**Task description**
The answer is the set of lines that include "flags", copied from the data below.

**Data to use**
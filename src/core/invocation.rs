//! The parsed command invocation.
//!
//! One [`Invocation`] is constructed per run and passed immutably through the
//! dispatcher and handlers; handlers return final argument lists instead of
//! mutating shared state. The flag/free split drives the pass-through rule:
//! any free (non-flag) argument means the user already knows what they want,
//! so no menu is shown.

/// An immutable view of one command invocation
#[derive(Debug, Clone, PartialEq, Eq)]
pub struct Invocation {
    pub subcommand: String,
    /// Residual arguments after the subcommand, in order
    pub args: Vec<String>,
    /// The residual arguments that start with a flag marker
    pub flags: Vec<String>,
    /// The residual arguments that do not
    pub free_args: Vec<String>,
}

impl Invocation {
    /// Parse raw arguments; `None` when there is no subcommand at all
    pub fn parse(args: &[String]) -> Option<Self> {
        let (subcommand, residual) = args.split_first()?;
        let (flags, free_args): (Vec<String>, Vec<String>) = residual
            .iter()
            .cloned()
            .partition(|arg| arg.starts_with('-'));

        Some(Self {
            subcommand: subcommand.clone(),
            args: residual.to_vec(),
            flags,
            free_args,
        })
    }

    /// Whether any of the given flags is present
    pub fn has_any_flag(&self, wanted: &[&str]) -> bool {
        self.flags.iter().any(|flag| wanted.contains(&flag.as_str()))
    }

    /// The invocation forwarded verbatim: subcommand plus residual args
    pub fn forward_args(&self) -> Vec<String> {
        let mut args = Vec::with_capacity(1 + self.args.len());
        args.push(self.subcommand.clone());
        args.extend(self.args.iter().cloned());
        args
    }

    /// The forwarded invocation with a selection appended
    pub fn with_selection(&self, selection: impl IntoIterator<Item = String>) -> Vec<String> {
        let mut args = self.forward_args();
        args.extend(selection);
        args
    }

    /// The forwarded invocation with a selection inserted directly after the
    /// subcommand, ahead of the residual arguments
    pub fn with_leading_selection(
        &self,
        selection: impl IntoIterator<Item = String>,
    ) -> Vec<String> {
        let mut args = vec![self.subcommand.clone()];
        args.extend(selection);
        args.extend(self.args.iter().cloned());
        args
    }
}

**Output for this exercise**
    pub flags: Vec<String>,
        let (flags, free_args): (Vec<String>, Vec<String>) = residual
            flags,
    /// Whether any of the given flags is present
        self.flags.iter().any(|flag| wanted.contains(&flag.as_str()))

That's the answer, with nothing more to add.